* _TASK REQUIREMENTS_:
Your answer should be the lines of the material that include the word "AppendOutcome".

* _DATA TO USE_:
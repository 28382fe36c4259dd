//! Chain linker: extends a conversation's chain by exactly one entry.
//!
//! Linking is an optimistic read-modify-write. Each attempt reads the tail,
//! computes the link against it and hands the store a conditional append.
//! When the tail moved in between, the attempt is discarded and the next one
//! starts from a fresh tail read; a computed `prev`/`hash` pair is never
//! replayed.

use std::sync::Arc;
use std::thread;
use std::time::Duration;

use chrono::{DateTime, Utc};
use tracing::{debug, info, warn};

use javelin_types::{ConversationKey, LedgerError, LinkConfig};

use crate::entry::{truncate_micros, ChainLink, Entry, EntryDraft, NewEntry, GENESIS_HASH};
use crate::store::{AppendOutcome, ChainStore};

pub struct ChainLinker<S> {
    store: Arc<S>,
    config: LinkConfig,
}

impl<S> Clone for ChainLinker<S> {
    fn clone(&self) -> Self {
        Self {
            store: Arc::clone(&self.store),
            config: self.config.clone(),
        }
    }
}

impl<S: ChainStore> ChainLinker<S> {
    pub fn new(store: Arc<S>, config: LinkConfig) -> Self {
        Self { store, config }
    }

    pub fn store(&self) -> &Arc<S> {
        &self.store
    }

    /// Append `draft` after the conversation's latest entry.
    ///
    /// The entry is stamped with the current time, or the tail's timestamp if
    /// that is later, so creation order never runs backwards.
    pub fn link(&self, key: &ConversationKey, draft: EntryDraft) -> Result<Entry, LedgerError> {
        self.link_anchored(key, None, draft)
    }

    /// Append `draft` after the latest entry created at or before `at`, and
    /// stamp it with `at`.
    ///
    /// Fails with [`LedgerError::AnchorBehindTail`] if the chain already has
    /// entries after `at`: linking there would fork it.
    pub fn link_at(
        &self,
        key: &ConversationKey,
        at: DateTime<Utc>,
        draft: EntryDraft,
    ) -> Result<Entry, LedgerError> {
        self.link_anchored(key, Some(truncate_micros(at)), draft)
    }

    /// The link `canonical` would get against the current tail, without
    /// persisting anything.
    pub fn preview(&self, key: &ConversationKey, canonical: &str) -> Result<ChainLink, LedgerError> {
        let tail = self.store.tail(key, None)?;
        let prev = tail.as_ref().map_or(GENESIS_HASH, |t| t.hash.as_str());
        Ok(ChainLink::compute(prev, canonical))
    }

    fn link_anchored(
        &self,
        key: &ConversationKey,
        at: Option<DateTime<Utc>>,
        draft: EntryDraft,
    ) -> Result<Entry, LedgerError> {
        let attempts = self.config.max_attempts.max(1);

        for attempt in 1..=attempts {
            match self.try_link(key, at, &draft) {
                Ok(AppendOutcome::Appended(entry)) => {
                    info!(
                        conversation = %key,
                        index = entry.index,
                        hash = %entry.hash,
                        attempt,
                        "entry linked"
                    );
                    return Ok(entry);
                }
                Ok(AppendOutcome::Conflict { current }) => {
                    if let (Some(at), Some(tail)) = (at, current.as_ref()) {
                        if tail.created_at > at {
                            return Err(LedgerError::AnchorBehindTail {
                                conversation: key.to_string(),
                                at: at.to_rfc3339(),
                                tail_at: tail.created_at.to_rfc3339(),
                            });
                        }
                    }
                    debug!(conversation = %key, attempt, "chain tail moved, retrying");
                }
                Err(e) if e.is_transient() => {
                    debug!(conversation = %key, attempt, error = %e, "store busy, retrying");
                }
                Err(e) => return Err(e),
            }

            if attempt < attempts && self.config.backoff_ms > 0 {
                thread::sleep(Duration::from_millis(
                    self.config.backoff_ms.saturating_mul(u64::from(attempt)),
                ));
            }
        }

        warn!(conversation = %key, attempts, "giving up on contended chain");
        Err(LedgerError::LinkContention {
            conversation: key.to_string(),
            attempts,
        })
    }

    fn try_link(
        &self,
        key: &ConversationKey,
        at: Option<DateTime<Utc>>,
        draft: &EntryDraft,
    ) -> Result<AppendOutcome, LedgerError> {
        let tail = self.store.tail(key, at)?;
        let prev = tail.as_ref().map_or(GENESIS_HASH, |t| t.hash.as_str());
        let link = ChainLink::compute(prev, draft.canonical.clone());

        let created_at = match at {
            Some(at) => at,
            None => {
                let now = truncate_micros(Utc::now());
                tail.as_ref().map_or(now, |t| now.max(t.created_at))
            }
        };

        self.store
            .append(&NewEntry::new(key.clone(), created_at, draft.clone(), link))
    }
}

#[cfg(test)]
mod tests {
    use std::ops::ControlFlow;
    use std::sync::atomic::{AtomicU32, Ordering};

    use chrono::{Duration as ChronoDuration, TimeZone};
    use javelin_types::Role;

    use super::*;
    use crate::entry::TimelineRow;
    use crate::memory::MemoryChainStore;
    use crate::store::ChainTail;

    fn config() -> LinkConfig {
        LinkConfig {
            max_attempts: 4,
            backoff_ms: 0,
        }
    }

    fn key() -> ConversationKey {
        ConversationKey::new("u", "c")
    }

    fn linker() -> ChainLinker<MemoryChainStore> {
        ChainLinker::new(Arc::new(MemoryChainStore::new()), config())
    }

    #[test]
    fn first_entry_links_to_genesis() {
        let linker = linker();
        let entry = linker
            .link(&key(), EntryDraft::message(Role::User, "hello"))
            .unwrap();
        assert_eq!(entry.prev_hash, GENESIS_HASH);
        assert_eq!(entry.hash, ChainLink::compute(GENESIS_HASH, "hello").hash);
        assert_eq!(entry.index, 0);
    }

    #[test]
    fn identical_payloads_get_distinct_hashes() {
        let linker = linker();
        let first = linker
            .link(&key(), EntryDraft::message(Role::User, "same"))
            .unwrap();
        let second = linker
            .link(&key(), EntryDraft::message(Role::User, "same"))
            .unwrap();
        assert_eq!(second.prev_hash, first.hash);
        assert_ne!(second.hash, first.hash);
        assert!(second.created_at >= first.created_at);
    }

    #[test]
    fn preview_matches_next_link() {
        let linker = linker();
        linker
            .link(&key(), EntryDraft::message(Role::User, "a"))
            .unwrap();
        let preview = linker.preview(&key(), "b").unwrap();
        let entry = linker
            .link(&key(), EntryDraft::message(Role::Assistant, "b"))
            .unwrap();
        assert_eq!(preview.prev, entry.prev_hash);
        assert_eq!(preview.hash, entry.hash);
    }

    #[test]
    fn anchored_link_extends_the_tail_at_that_time() {
        let linker = linker();
        let t0 = Utc.timestamp_opt(1_700_000_000, 0).unwrap();
        let first = linker
            .link_at(&key(), t0, EntryDraft::message(Role::User, "q"))
            .unwrap();
        let tool = linker
            .link_at(
                &key(),
                t0 + ChronoDuration::seconds(1),
                EntryDraft::tool_result("search", "{}"),
            )
            .unwrap();
        assert_eq!(tool.prev_hash, first.hash);
        assert_eq!(tool.created_at, t0 + ChronoDuration::seconds(1));
    }

    #[test]
    fn anchoring_before_later_entries_is_refused() {
        let linker = linker();
        let t0 = Utc.timestamp_opt(1_700_000_000, 0).unwrap();
        linker
            .link_at(&key(), t0, EntryDraft::message(Role::User, "a"))
            .unwrap();
        linker
            .link_at(
                &key(),
                t0 + ChronoDuration::seconds(10),
                EntryDraft::message(Role::User, "b"),
            )
            .unwrap();
        let err = linker
            .link_at(
                &key(),
                t0 + ChronoDuration::seconds(5),
                EntryDraft::message(Role::User, "c"),
            )
            .unwrap_err();
        assert!(matches!(err, LedgerError::AnchorBehindTail { .. }));
        assert_eq!(linker.store().read_chain(&key()).unwrap().len(), 2);
    }

    /// Store whose first `busy` appends fail transiently, or whose appends
    /// always conflict.
    struct FlakyStore {
        inner: MemoryChainStore,
        busy: u32,
        always_conflict: bool,
        appends: AtomicU32,
    }

    impl FlakyStore {
        fn new(busy: u32, always_conflict: bool) -> Self {
            Self {
                inner: MemoryChainStore::new(),
                busy,
                always_conflict,
                appends: AtomicU32::new(0),
            }
        }
    }

    impl ChainStore for FlakyStore {
        fn tail(
            &self,
            key: &ConversationKey,
            at: Option<DateTime<Utc>>,
        ) -> Result<Option<ChainTail>, LedgerError> {
            self.inner.tail(key, at)
        }

        fn append(&self, entry: &NewEntry) -> Result<AppendOutcome, LedgerError> {
            let n = self.appends.fetch_add(1, Ordering::SeqCst);
            if self.always_conflict {
                return Ok(AppendOutcome::Conflict { current: None });
            }
            if n < self.busy {
                return Err(LedgerError::Busy("database is locked".into()));
            }
            self.inner.append(entry)
        }

        fn read_chain(&self, key: &ConversationKey) -> Result<Vec<Entry>, LedgerError> {
            self.inner.read_chain(key)
        }

        fn scan_timeline(
            &self,
            key: &ConversationKey,
            visit: &mut dyn FnMut(TimelineRow) -> ControlFlow<()>,
        ) -> Result<(), LedgerError> {
            self.inner.scan_timeline(key, visit)
        }

        fn conversations(&self) -> Result<Vec<ConversationKey>, LedgerError> {
            self.inner.conversations()
        }
    }

    #[test]
    fn busy_store_is_retried() {
        let store = Arc::new(FlakyStore::new(2, false));
        let linker = ChainLinker::new(Arc::clone(&store), config());
        let entry = linker
            .link(&key(), EntryDraft::message(Role::User, "x"))
            .unwrap();
        assert_eq!(entry.prev_hash, GENESIS_HASH);
        assert_eq!(store.appends.load(Ordering::SeqCst), 3);
    }

    #[test]
    fn persistent_conflict_exhausts_the_budget() {
        let store = Arc::new(FlakyStore::new(0, true));
        let linker = ChainLinker::new(Arc::clone(&store), config());
        let err = linker
            .link(&key(), EntryDraft::message(Role::User, "x"))
            .unwrap_err();
        assert!(matches!(
            err,
            LedgerError::LinkContention { attempts: 4, .. }
        ));
        assert_eq!(store.appends.load(Ordering::SeqCst), 4);
    }
}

* _OUTPUT BELOW_:
use crate::store::{AppendOutcome, ChainStore};
                Ok(AppendOutcome::Appended(entry)) => {
                Ok(AppendOutcome::Conflict { current }) => {
    ) -> Result<AppendOutcome, LedgerError> {
        fn append(&self, entry: &NewEntry) -> Result<AppendOutcome, LedgerError> {
                return Ok(AppendOutcome::Conflict { current: None });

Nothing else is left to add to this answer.